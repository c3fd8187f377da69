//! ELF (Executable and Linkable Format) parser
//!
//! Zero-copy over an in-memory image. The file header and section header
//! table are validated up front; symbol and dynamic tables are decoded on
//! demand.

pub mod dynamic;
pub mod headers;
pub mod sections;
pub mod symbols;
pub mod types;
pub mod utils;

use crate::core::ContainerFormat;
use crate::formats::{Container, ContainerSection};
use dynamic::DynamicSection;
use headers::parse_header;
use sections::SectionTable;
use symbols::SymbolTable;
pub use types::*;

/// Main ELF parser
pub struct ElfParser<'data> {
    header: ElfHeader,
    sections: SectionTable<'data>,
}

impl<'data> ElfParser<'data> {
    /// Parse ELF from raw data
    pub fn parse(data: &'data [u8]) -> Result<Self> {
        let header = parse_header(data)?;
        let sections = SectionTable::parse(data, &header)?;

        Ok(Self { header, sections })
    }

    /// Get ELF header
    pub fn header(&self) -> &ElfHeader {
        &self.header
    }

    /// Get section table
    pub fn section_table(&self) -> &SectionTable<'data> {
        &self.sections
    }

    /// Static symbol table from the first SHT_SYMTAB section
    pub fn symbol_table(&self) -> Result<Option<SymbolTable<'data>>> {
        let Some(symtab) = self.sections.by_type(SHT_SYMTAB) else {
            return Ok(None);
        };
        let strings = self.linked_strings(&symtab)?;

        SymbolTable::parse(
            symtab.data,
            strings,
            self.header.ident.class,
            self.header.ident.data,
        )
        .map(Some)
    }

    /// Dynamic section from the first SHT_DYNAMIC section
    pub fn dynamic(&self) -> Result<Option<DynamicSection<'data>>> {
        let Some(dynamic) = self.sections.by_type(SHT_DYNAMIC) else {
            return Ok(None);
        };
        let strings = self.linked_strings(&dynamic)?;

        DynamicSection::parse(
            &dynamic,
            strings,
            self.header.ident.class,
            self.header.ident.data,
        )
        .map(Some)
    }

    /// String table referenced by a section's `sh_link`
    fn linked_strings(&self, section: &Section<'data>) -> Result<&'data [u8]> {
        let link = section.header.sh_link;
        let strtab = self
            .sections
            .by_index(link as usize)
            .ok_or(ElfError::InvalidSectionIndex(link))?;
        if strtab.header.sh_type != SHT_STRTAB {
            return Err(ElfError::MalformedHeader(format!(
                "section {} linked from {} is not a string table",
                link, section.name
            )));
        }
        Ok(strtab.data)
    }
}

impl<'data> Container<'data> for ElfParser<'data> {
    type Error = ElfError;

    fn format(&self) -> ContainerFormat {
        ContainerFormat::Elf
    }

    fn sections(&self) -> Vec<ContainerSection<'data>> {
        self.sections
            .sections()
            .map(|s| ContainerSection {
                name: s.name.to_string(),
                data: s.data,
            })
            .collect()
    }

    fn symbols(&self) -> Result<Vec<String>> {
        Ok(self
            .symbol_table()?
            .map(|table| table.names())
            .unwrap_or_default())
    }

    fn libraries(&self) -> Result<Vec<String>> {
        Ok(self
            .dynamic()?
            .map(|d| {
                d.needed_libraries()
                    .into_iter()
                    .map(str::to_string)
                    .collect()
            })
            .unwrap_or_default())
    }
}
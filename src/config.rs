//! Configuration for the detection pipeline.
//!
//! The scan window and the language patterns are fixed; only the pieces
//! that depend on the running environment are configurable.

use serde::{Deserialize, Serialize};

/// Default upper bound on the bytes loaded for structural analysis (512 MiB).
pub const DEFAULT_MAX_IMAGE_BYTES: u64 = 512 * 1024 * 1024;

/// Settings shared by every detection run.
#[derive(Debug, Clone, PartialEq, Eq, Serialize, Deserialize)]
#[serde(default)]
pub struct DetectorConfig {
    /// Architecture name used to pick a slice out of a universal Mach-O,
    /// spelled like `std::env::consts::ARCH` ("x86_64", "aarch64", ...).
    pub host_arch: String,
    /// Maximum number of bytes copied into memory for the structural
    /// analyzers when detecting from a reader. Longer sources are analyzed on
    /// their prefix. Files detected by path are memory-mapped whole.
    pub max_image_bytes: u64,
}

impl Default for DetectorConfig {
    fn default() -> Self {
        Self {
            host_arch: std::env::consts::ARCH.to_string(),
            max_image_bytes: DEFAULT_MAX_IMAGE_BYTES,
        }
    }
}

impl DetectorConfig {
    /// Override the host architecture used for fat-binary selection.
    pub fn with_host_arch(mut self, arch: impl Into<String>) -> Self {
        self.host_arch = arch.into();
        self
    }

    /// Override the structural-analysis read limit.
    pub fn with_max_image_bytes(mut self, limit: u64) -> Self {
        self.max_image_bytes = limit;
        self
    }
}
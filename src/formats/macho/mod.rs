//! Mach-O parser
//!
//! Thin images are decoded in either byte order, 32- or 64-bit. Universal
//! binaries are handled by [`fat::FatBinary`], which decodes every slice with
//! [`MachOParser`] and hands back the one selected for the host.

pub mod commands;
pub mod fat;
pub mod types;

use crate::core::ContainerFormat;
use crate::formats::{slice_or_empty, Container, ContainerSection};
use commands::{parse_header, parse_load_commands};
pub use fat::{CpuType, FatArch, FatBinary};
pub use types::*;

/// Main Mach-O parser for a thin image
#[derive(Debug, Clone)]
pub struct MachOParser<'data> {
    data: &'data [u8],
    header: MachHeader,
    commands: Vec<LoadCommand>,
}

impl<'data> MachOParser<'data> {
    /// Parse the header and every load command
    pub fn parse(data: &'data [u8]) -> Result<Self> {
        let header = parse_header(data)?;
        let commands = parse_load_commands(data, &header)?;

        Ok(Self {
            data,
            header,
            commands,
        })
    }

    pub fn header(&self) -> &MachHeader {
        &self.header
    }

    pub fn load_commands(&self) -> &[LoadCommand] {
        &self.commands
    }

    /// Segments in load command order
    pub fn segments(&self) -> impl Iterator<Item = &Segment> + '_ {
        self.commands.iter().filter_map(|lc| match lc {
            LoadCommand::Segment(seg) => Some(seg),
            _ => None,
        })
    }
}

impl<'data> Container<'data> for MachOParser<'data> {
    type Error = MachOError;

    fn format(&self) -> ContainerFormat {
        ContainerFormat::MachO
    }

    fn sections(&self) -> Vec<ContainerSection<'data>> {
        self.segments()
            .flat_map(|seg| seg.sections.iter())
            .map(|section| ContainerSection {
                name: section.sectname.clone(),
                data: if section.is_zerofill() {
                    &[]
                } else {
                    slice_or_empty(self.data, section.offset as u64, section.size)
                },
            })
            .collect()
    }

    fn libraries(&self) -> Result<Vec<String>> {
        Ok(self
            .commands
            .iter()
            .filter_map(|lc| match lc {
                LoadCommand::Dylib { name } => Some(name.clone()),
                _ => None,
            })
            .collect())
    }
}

__________

Work instructions:
Please retype the data above exactly, including every line.

Final answer:
repository c3fd8187f377da69
//! ELF (Executable and Linkable Format) parser
//!
//! Zero-copy over an in-memory image. The file header and section header
//! table are validated up front; symbol and dynamic tables are decoded on
//! demand.

pub mod dynamic;
pub mod headers;
pub mod sections;
pub mod symbols;
pub mod types;
pub mod utils;

use crate::core::ContainerFormat;
use crate::formats::{Container, ContainerSection};
use dynamic::DynamicSection;
use headers::parse_header;
use sections::SectionTable;
use symbols::SymbolTable;
pub use types::*;

/// Main ELF parser
pub struct ElfParser<'data> {
    header: ElfHeader,
    sections: SectionTable<'data>,
}

impl<'data> ElfParser<'data> {
    /// Parse ELF from raw data
    pub fn parse(data: &'data [u8]) -> Result<Self> {
        let header = parse_header(data)?;
        let sections = SectionTable::parse(data, &header)?;

        Ok(Self { header, sections })
    }

    /// Get ELF header
    pub fn header(&self) -> &ElfHeader {
        &self.header
    }

    /// Get section table
    pub fn section_table(&self) -> &SectionTable<'data> {
        &self.sections
    }

    /// Static symbol table from the first SHT_SYMTAB section
    pub fn symbol_table(&self) -> Result<Option<SymbolTable<'data>>> {
        let Some(symtab) = self.sections.by_type(SHT_SYMTAB) else {
            return Ok(None);
        };
        let strings = self.linked_strings(&symtab)?;

        SymbolTable::parse(
            symtab.data,
            strings,
            self.header.ident.class,
            self.header.ident.data,
        )
        .map(Some)
    }

    /// Dynamic section from the first SHT_DYNAMIC section
    pub fn dynamic(&self) -> Result<Option<DynamicSection<'data>>> {
        let Some(dynamic) = self.sections.by_type(SHT_DYNAMIC) else {
            return Ok(None);
        };
        let strings = self.linked_strings(&dynamic)?;

        DynamicSection::parse(
            &dynamic,
            strings,
            self.header.ident.class,
            self.header.ident.data,
        )
        .map(Some)
    }

    /// String table referenced by a section's `sh_link`
    fn linked_strings(&self, section: &Section<'data>) -> Result<&'data [u8]> {
        let link = section.header.sh_link;
        let strtab = self
            .sections
            .by_index(link as usize)
            .ok_or(ElfError::InvalidSectionIndex(link))?;
        if strtab.header.sh_type != SHT_STRTAB {
            return Err(ElfError::MalformedHeader(format!(
                "section {} linked from {} is not a string table",
                link, section.name
            )));
        }
        Ok(strtab.data)
    }
}

impl<'data> Container<'data> for ElfParser<'data> {
    type Error = ElfError;

    fn format(&self) -> ContainerFormat {
        ContainerFormat::Elf
    }

    fn sections(&self) -> Vec<ContainerSection<'data>> {
        self.sections
            .sections()
            .map(|s| ContainerSection {
                name: s.name.to_string(),
                data: s.data,
            })
            .collect()
    }

    fn symbols(&self) -> Result<Vec<String>> {
        Ok(self
            .symbol_table()?
            .map(|table| table.names())
            .unwrap_or_default())
    }

    fn libraries(&self) -> Result<Vec<String>> {
        Ok(self
            .dynamic()?
            .map(|d| {
                d.needed_libraries()
                    .into_iter()
                    .map(str::to_string)
                    .collect()
            })
            .unwrap_or_default())
    }
}
filename src/config.rs
//! Configuration for the detection pipeline.
//!
//! The scan window and the language patterns are fixed; only the pieces
//! that depend on the running environment are configurable.

use serde::{Deserialize, Serialize};

/// Default upper bound on the bytes loaded for structural analysis (512 MiB).
pub const DEFAULT_MAX_IMAGE_BYTES: u64 = 512 * 1024 * 1024;

/// Settings shared by every detection run.
#[derive(Debug, Clone, PartialEq, Eq, Serialize, Deserialize)]
#[serde(default)]
pub struct DetectorConfig {
    /// Architecture name used to pick a slice out of a universal Mach-O,
    /// spelled like `std::env::consts::ARCH` ("x86_64", "aarch64", ...).
    pub host_arch: String,
    /// Maximum number of bytes copied into memory for the structural
    /// analyzers when detecting from a reader. Longer sources are analyzed on
    /// their prefix. Files detected by path are memory-mapped whole.
    pub max_image_bytes: u64,
}

impl Default for DetectorConfig {
    fn default() -> Self {
        Self {
            host_arch: std::env::consts::ARCH.to_string(),
            max_image_bytes: DEFAULT_MAX_IMAGE_BYTES,
        }
    }
}

impl DetectorConfig {
    /// Override the host architecture used for fat-binary selection.
    pub fn with_host_arch(mut self, arch: impl Into<String>) -> Self {
        self.host_arch = arch.into();
        self
    }

    /// Override the structural-analysis read limit.
    pub fn with_max_image_bytes(mut self, limit: u64) -> Self {
        self.max_image_bytes = limit;
        self
    }
}
filename src/formats/macho/mod.rs
//! Mach-O parser
//!
//! Thin images are decoded in either byte order, 32- or 64-bit. Universal
//! binaries are handled by [`fat::FatBinary`], which decodes every slice with
//! [`MachOParser`] and hands back the one selected for the host.

pub mod commands;
pub mod fat;
pub mod types;

use crate::core::ContainerFormat;
use crate::formats::{slice_or_empty, Container, ContainerSection};
use commands::{parse_header, parse_load_commands};
pub use fat::{CpuType, FatArch, FatBinary};
pub use types::*;

/// Main Mach-O parser for a thin image
#[derive(Debug, Clone)]
pub struct MachOParser<'data> {
    data: &'data [u8],
    header: MachHeader,
    commands: Vec<LoadCommand>,
}

impl<'data> MachOParser<'data> {
    /// Parse the header and every load command
    pub fn parse(data: &'data [u8]) -> Result<Self> {
        let header = parse_header(data)?;
        let commands = parse_load_commands(data, &header)?;

        Ok(Self {
            data,
            header,
            commands,
        })
    }

    pub fn header(&self) -> &MachHeader {
        &self.header
    }

    pub fn load_commands(&self) -> &[LoadCommand] {
        &self.commands
    }

    /// Segments in load command order
    pub fn segments(&self) -> impl Iterator<Item = &Segment> + '_ {
        self.commands.iter().filter_map(|lc| match lc {
            LoadCommand::Segment(seg) => Some(seg),
            _ => None,
        })
    }
}

impl<'data> Container<'data> for MachOParser<'data> {
    type Error = MachOError;

    fn format(&self) -> ContainerFormat {
        ContainerFormat::MachO
    }

    fn sections(&self) -> Vec<ContainerSection<'data>> {
        self.segments()
            .flat_map(|seg| seg.sections.iter())
            .map(|section| ContainerSection {
                name: section.sectname.clone(),
                data: if section.is_zerofill() {
                    &[]
                } else {
                    slice_or_empty(self.data, section.offset as u64, section.size)
                },
            })
            .collect()
    }

    fn libraries(&self) -> Result<Vec<String>> {
        Ok(self
            .commands
            .iter()
            .filter_map(|lc| match lc {
                LoadCommand::Dylib { name } => Some(name.clone()),
                _ => None,
            })
            .collect())
    }
}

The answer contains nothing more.